Когда Валерий Васильевич Донцов, заведующий отделом общественных наук Главной редакции научно-популярных и учебных программ, ознакомился со сценарием «Наследники Прометея», в котором речь шла о социалистах-утопистах, он с очень большим опасением меня спросил: «У вас что, социалисты-утописты будут петь?» Я ответил: «И танцевать». На что Валерий Васильевич смог только выдохнуть: «Вы с ума сошли!» Но тем не менее главный редактор нашего научно-популярного и образовательного телеканала Вилен Васильевич Егоров посмотрел эту программу и сказал: «Послушай, дорогой мой Меерович-Данченко, этому твоему продукту, как хорошему вину, не хватает выдержки.
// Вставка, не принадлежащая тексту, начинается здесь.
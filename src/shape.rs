//! The `shape` module provides structures and methods for creating and managing graphical shapes
//! within the Grafo library. It supports both simple and complex shapes, including rectangles and
//! custom paths with fill and stroke properties.
//!
//! # Examples
//!
//! Creating and using different shapes:
//!
//! ```rust
//! use grafo::Color;
//! use grafo::Stroke;
//! use grafo::{Shape, ShapeBuilder, BorderRadii};
//!
//! // Create a simple rectangle
//! let rect = Shape::rect(
//!     [(0.0, 0.0), (100.0, 50.0)],
//!     Color::rgb(255, 0, 0), // Red fill
//!     Stroke::new(2.0, Color::BLACK), // Black stroke with width 2.0
//! );
//!
//! // Create a rounded rectangle
//! let rounded_rect = Shape::rounded_rect(
//!     [(0.0, 0.0), (100.0, 50.0)],
//!     BorderRadii::new(10.0),
//!     Color::rgba(0, 255, 0, 128), // Semi-transparent green fill
//!     Stroke::new(1.5, Color::BLACK), // Black stroke with width 1.5
//! );
//!
//! // Build a custom shape using ShapeBuilder
//! let custom_shape = Shape::builder()
//!     .fill(Color::rgb(0, 0, 255)) // Blue fill
//!     .stroke(Stroke::new(3.0, Color::BLACK)) // Black stroke with width 3.0
//!     .begin((0.0, 0.0))
//!     .line_to((50.0, 10.0))
//!     .line_to((50.0, 50.0))
//!     .close()
//!     .build();
//! ```

use crate::util::PoolManager;
use crate::vertex::CustomVertex;
use crate::{Color, Stroke};
use lyon::lyon_tessellation::{
    BuffersBuilder, FillOptions, FillTessellator, FillVertex, VertexBuffers,
};
use lyon::path::Winding;
use lyon::tessellation::FillVertexConstructor;

pub(crate) struct CachedShape {
    pub offset: (f32, f32),
    pub depth: f32,
    pub bounding_box: (f32, f32, f32, f32),
    pub vertex_buffers: VertexBuffers<CustomVertex, u16>,
}

impl CachedShape {
    /// Creates a new `CachedShape` with the specified shape, offset, and depth.
    /// Note that tessellator_cache_key is different from the shape cache key; a Shape cache key is
    /// the shape identifier, while tesselator_cache_key is used to cache the tessellation of the
    /// shape and should be based on the shape properties, and not the shape identifier
    pub fn new(
        shape: &Shape,
        offset: (f32, f32),
        depth: f32,
        mut bounding_box: (f32, f32, f32, f32),
        tessellator: &mut FillTessellator,
        pool: &mut PoolManager,
        tessellator_cache_key: Option<u64>,
    ) -> Self {
        let vertices = shape.tessellate(offset, depth, tessellator, pool, tessellator_cache_key);
        bounding_box.0 += offset.0;
        bounding_box.1 += offset.1;
        Self {
            offset,
            depth,
            bounding_box,
            vertex_buffers: vertices,
        }
    }

    pub fn set_offset_and_depth(&mut self, offset: (f32, f32), depth: f32) {
        let delta = (offset.0 - self.offset.0, offset.1 - self.offset.1);
        self.offset = offset;
        self.depth = depth;

        // Update bounding box by the same delta
        self.bounding_box.0 += delta.0; // x
        self.bounding_box.1 += delta.1; // y

        for vertex in self.vertex_buffers.vertices.iter_mut() {
            vertex.position[0] += delta.0;
            vertex.position[1] += delta.1;
            vertex.depth = depth;
        }
    }

    pub fn set_offset(&mut self, offset: (f32, f32)) {
        let delta = (offset.0 - self.offset.0, offset.1 - self.offset.1);
        self.offset = offset;

        // Update bounding box by the same delta
        self.bounding_box.0 += delta.0; // x
        self.bounding_box.1 += delta.1; // y

        for vertex in self.vertex_buffers.vertices.iter_mut() {
            vertex.position[0] += delta.0;
            vertex.position[1] += delta.1;
        }
    }

    pub fn set_depth(&mut self, depth: f32) {
        self.depth = depth;
        for vertex in self.vertex_buffers.vertices.iter_mut() {
            vertex.depth = depth;
        }
    }
}
/// Represents a graphical shape, which can be either a custom path or a simple rectangle.
///
/// # Variants
///
/// - `Path(PathShape)`: A custom path shape defined using Bézier curves and lines.
/// - `Rect(RectShape)`: A simple rectangular shape with optional rounded corners.
///
/// # Examples
///
/// ```rust
/// use grafo::Color;
/// use grafo::Stroke;
/// use grafo::{Shape, BorderRadii};
///
/// // Create a simple rectangle
/// let rect = Shape::rect(
///     [(0.0, 0.0), (100.0, 50.0)],
///     Color::rgb(255, 0, 0), // Red fill
///     Stroke::new(2.0, Color::BLACK), // Black stroke with width 2.0
/// );
///
/// // Create a custom path shape
/// let custom_path = Shape::builder()
///     .fill(Color::rgb(0, 255, 0))
///     .stroke(Stroke::new(1.0, Color::BLACK))
///     .begin((0.0, 0.0))
///     .line_to((50.0, 10.0))
///     .line_to((50.0, 50.0))
///     .close()
///     .build();
/// ```
#[derive(Debug, Clone)]
pub enum Shape {
    /// A custom path shape defined using Bézier curves and lines.
    Path(PathShape),
    /// A simple rectangular shape.
    Rect(RectShape),
}

impl Shape {
    /// Creates a new [`ShapeBuilder`] for constructing complex shapes.
    ///
    /// # Examples
    ///
    /// ```rust
    /// use grafo::Shape;
    ///
    /// let builder = Shape::builder();
    /// ```
    pub fn builder() -> ShapeBuilder {
        ShapeBuilder::new()
    }

    /// Creates a simple rectangle shape with the specified coordinates, fill color, and stroke.
    ///
    /// # Parameters
    ///
    /// - `rect`: An array containing two tuples representing the top-left and bottom-right
    ///   coordinates of the rectangle.
    /// - `fill_color`: The fill color of the rectangle.
    /// - `stroke`: The stroke properties of the rectangle.
    ///
    /// # Examples
    ///
    /// ```rust
    /// use grafo::Color;
    /// use grafo::Stroke;
    /// use grafo::Shape;
    ///
    /// let rect = Shape::rect(
    ///     [(0.0, 0.0), (100.0, 50.0)],
    ///     Color::rgb(255, 0, 0), // Red fill
    ///     Stroke::new(2.0, Color::BLACK), // Black stroke with width 2.0
    /// );
    /// ```
    pub fn rect(rect: [(f32, f32); 2], fill_color: Color, stroke: Stroke) -> Shape {
        let rect_shape = RectShape::new(rect, fill_color, stroke);
        Shape::Rect(rect_shape)
    }

    /// Creates a rectangle shape with rounded corners.
    ///
    /// # Parameters
    ///
    /// - `rect`: An array containing two tuples representing the top-left and bottom-right
    ///   coordinates of the rectangle.
    /// - `border_radii`: The radii for each corner of the rectangle.
    /// - `fill_color`: The fill color of the rectangle.
    /// - `stroke`: The stroke properties of the rectangle.
    ///
    /// # Examples
    ///
    /// ```rust
    /// use grafo::Color;
    /// use grafo::Stroke;
    /// use grafo::{Shape, BorderRadii};
    ///
    /// let rounded_rect = Shape::rounded_rect(
    ///     [(0.0, 0.0), (100.0, 50.0)],
    ///     BorderRadii::new(10.0),
    ///     Color::rgba(0, 255, 0, 128), // Semi-transparent green fill
    ///     Stroke::new(1.5, Color::BLACK), // Black stroke with width 1.5
    /// );
    /// ```
    pub fn rounded_rect(
        rect: [(f32, f32); 2],
        border_radii: BorderRadii,
        fill_color: Color,
        stroke: Stroke,
    ) -> Shape {
        let mut path_builder = lyon::path::Path::builder();
        let box2d = lyon::math::Box2D::new(rect[0].into(), rect[1].into());

        path_builder.add_rounded_rectangle(&box2d, &border_radii.into(), Winding::Positive);
        let path = path_builder.build();

        let path_shape = PathShape {
            path,
            fill: fill_color,
            stroke,
        };
        Shape::Path(path_shape)
    }

    pub(crate) fn tessellate(
        &self,
        offset: (f32, f32),
        depth: f32,
        tessellator: &mut FillTessellator,
        buffers_pool: &mut PoolManager,
        tesselation_cache_key: Option<u64>,
    ) -> VertexBuffers<CustomVertex, u16> {
        match &self {
            Shape::Path(path_shape) => path_shape.tessellate(
                depth,
                tessellator,
                buffers_pool,
                offset,
                tesselation_cache_key,
            ),
            Shape::Rect(rect_shape) => {
                let min_width = rect_shape.rect[0].0;
                let min_height = rect_shape.rect[0].1;
                let max_width = rect_shape.rect[1].0;
                let max_height = rect_shape.rect[1].1;

                let color = rect_shape.fill.normalize();

                let quad = [
                    CustomVertex {
                        position: [min_width + offset.0, min_height + offset.1],
                        color,
                        depth,
                    },
                    CustomVertex {
                        position: [max_width + offset.0, min_height + offset.1],
                        color,
                        depth,
                    },
                    CustomVertex {
                        position: [min_width + offset.0, max_height + offset.1],
                        color,
                        depth,
                    },
                    CustomVertex {
                        position: [min_width + offset.0, max_height + offset.1],
                        color,
                        depth,
                    },
                    CustomVertex {
                        position: [max_width + offset.0, min_height + offset.1],
                        color,
                        depth,
                    },
                    CustomVertex {
                        position: [max_width + offset.0, max_height + offset.1],
                        color,
                        depth,
                    },
                ];
                let indices = [0u16, 1, 2, 3, 4, 5];

                let mut vertex_buffers = buffers_pool.lyon_vertex_buffers_pool.get_vertex_buffers();

                vertex_buffers.vertices.extend(quad);
                vertex_buffers.indices.extend(indices);

                vertex_buffers
            }
        }
    }
}

impl From<PathShape> for Shape {
    fn from(value: PathShape) -> Self {
        Shape::Path(value)
    }
}

impl From<RectShape> for Shape {
    fn from(value: RectShape) -> Self {
        Shape::Rect(value)
    }
}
Пусть полежит, а там видно будет». И вызревал этот плод нашего труда, как ребенок в утробе матери, девять месяцев. Вдруг, когда я уже потерял всякую надежду, вызывает меня Егоров и говорит: «Завтра в 10.30 ты должен погнать по каналу своих «Наследников» в Останкино (наша редакция располагалась на Шаболовке) для показа Стелле Ивановне Ждановой (она тогда была первым замом С. Г. Лапина по телевидению), но… ты появишься в аппаратной перегона вместе с рулоном в 10.45». – «А почему не в 10.30?» – наивно спрашиваю я. «Не задавай лишних вопросов. Меньше знаешь – крепче спишь. Понял?» – «Так точно! Понял», – по-солдатски ответил я. На следующий день я появился в аппаратной перегона вместе с рулоном в 10.45. Шуму было… Егоров рвал и метал. Грозил лишить меня премии и даже понизить в категории. В 10.50 на мониторе у Ждановой возникла наша картинка. А в 11.00 появился очень известный тогда и влиятельный композитор. Посмотрел и сказал: «Надо же, какие молодцы! Оказывается, вы и такие программы делаете!» – «А вы что думаете, что мы только – два притопа, три прихлопа?» – ответила польщенная Стелла Ивановна. И программа пошла в эфир.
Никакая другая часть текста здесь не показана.